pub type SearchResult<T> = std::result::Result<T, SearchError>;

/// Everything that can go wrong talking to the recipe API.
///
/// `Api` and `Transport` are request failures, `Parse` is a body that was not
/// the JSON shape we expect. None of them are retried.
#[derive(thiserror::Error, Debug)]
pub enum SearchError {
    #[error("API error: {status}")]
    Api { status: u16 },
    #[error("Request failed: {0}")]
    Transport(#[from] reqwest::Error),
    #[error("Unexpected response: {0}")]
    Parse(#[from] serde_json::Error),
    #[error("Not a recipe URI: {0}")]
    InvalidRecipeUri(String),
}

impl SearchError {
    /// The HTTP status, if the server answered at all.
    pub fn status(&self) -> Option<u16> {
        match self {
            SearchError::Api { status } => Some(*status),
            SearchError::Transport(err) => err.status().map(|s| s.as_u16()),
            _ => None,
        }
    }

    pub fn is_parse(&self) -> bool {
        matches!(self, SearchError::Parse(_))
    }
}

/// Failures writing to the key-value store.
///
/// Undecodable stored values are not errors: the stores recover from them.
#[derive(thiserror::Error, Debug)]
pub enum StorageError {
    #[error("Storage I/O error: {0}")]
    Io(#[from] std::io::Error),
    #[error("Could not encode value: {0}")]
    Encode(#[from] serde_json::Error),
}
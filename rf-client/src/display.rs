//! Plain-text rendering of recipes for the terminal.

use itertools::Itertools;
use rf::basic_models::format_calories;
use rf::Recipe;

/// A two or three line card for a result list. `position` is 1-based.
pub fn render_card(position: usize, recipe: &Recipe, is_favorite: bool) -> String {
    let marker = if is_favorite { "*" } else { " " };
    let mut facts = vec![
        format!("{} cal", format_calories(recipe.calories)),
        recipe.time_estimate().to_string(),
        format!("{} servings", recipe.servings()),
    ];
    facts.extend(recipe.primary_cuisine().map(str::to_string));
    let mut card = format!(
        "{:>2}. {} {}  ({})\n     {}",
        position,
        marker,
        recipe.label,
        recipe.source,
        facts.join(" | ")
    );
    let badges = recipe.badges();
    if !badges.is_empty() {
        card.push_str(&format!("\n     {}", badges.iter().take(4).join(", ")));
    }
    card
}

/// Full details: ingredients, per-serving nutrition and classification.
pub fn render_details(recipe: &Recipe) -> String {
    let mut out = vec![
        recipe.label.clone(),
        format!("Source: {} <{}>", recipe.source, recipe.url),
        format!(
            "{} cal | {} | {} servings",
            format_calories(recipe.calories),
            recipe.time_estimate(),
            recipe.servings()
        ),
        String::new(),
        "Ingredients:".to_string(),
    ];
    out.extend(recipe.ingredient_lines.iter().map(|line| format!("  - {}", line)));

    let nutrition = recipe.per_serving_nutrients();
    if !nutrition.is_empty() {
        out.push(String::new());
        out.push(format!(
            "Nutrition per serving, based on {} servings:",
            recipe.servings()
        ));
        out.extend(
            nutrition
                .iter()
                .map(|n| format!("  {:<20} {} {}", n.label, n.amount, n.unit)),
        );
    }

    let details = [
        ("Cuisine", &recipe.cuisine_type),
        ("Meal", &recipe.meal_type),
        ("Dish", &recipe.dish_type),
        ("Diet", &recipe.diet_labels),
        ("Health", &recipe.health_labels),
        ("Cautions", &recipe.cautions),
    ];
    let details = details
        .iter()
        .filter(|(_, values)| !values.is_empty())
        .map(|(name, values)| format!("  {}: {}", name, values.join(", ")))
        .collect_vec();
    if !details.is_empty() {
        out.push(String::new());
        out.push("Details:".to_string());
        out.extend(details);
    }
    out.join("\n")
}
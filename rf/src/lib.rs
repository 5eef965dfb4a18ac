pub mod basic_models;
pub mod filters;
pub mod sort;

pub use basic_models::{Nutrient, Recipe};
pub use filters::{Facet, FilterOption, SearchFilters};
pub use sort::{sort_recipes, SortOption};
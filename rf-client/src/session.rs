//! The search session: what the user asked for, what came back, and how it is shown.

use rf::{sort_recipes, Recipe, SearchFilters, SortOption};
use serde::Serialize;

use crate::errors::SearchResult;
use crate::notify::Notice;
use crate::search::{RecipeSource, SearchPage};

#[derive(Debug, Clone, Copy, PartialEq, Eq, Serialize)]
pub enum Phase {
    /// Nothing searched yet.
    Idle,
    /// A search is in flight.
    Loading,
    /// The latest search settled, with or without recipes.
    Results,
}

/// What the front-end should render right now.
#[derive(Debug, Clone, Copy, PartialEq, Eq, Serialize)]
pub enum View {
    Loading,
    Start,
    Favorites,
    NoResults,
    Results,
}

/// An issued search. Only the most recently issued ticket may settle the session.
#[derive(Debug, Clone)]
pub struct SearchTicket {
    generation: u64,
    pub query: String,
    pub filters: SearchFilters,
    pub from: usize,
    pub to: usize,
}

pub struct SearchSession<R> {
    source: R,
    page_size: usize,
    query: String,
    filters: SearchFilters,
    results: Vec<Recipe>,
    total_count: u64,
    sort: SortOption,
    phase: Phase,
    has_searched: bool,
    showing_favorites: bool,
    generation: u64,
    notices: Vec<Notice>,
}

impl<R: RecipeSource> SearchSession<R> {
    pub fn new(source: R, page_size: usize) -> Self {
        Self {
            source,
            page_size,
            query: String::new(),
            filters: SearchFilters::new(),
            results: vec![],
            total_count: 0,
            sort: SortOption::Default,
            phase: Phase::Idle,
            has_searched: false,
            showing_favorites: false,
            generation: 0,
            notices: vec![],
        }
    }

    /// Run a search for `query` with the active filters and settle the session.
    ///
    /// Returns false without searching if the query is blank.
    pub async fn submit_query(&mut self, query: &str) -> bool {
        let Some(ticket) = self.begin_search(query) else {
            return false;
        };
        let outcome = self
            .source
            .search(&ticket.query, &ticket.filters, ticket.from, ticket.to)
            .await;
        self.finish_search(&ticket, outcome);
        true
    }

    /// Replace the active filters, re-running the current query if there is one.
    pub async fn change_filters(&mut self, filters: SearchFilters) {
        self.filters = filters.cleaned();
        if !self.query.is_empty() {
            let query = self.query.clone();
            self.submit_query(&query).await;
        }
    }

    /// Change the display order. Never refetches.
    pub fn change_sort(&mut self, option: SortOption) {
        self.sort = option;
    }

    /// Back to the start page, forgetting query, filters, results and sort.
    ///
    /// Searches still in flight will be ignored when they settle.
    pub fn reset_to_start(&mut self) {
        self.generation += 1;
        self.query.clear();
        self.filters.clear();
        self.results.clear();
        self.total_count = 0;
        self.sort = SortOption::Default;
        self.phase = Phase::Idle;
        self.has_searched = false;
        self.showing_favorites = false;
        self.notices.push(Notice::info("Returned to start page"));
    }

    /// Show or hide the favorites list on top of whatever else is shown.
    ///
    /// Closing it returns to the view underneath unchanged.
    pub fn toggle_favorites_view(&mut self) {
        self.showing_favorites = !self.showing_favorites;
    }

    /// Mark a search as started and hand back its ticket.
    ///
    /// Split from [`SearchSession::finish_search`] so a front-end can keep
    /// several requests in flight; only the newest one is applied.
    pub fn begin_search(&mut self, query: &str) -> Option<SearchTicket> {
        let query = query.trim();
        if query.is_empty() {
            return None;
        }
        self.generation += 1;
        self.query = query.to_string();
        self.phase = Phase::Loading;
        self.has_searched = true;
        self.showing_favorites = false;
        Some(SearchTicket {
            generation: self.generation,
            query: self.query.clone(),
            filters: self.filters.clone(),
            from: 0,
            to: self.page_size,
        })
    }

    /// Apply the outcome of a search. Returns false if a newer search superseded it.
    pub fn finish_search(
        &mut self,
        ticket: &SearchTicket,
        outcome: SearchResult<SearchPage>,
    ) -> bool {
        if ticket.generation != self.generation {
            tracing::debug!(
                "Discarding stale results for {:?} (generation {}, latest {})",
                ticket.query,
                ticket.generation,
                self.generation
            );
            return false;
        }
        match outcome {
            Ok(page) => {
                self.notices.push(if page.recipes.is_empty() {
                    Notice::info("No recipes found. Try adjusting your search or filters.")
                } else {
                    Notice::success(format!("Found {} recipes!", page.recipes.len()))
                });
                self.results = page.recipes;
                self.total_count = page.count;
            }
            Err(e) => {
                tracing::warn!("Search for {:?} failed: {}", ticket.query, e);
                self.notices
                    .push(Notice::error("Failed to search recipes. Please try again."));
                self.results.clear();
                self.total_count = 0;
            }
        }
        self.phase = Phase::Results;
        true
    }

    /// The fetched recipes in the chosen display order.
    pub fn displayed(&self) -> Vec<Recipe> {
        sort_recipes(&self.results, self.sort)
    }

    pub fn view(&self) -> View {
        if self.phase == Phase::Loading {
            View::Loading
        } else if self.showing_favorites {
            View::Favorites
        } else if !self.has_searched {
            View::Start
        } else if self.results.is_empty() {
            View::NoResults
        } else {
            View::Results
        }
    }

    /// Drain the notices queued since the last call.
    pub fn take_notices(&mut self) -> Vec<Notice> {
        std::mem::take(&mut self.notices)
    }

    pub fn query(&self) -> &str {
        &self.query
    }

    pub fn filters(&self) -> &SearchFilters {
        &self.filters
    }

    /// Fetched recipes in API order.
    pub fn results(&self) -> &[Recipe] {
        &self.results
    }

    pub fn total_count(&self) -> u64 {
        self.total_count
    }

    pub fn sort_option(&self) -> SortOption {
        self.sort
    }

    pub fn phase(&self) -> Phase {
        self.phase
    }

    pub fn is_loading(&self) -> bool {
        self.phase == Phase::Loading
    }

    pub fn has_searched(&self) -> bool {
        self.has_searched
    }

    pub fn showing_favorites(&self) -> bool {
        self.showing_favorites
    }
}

======

Copy exactly the stretch of data above from the line with "let marker = if" through the line with "let mut card", and omit all other lines.

    let marker = if is_favorite { "*" } else { " " };
    let mut facts = vec![
        format!("{} cal", format_calories(recipe.calories)),
        recipe.time_estimate().to_string(),
        format!("{} servings", recipe.servings()),
    ];
    facts.extend(recipe.primary_cuisine().map(str::to_string));
    let mut card = format!(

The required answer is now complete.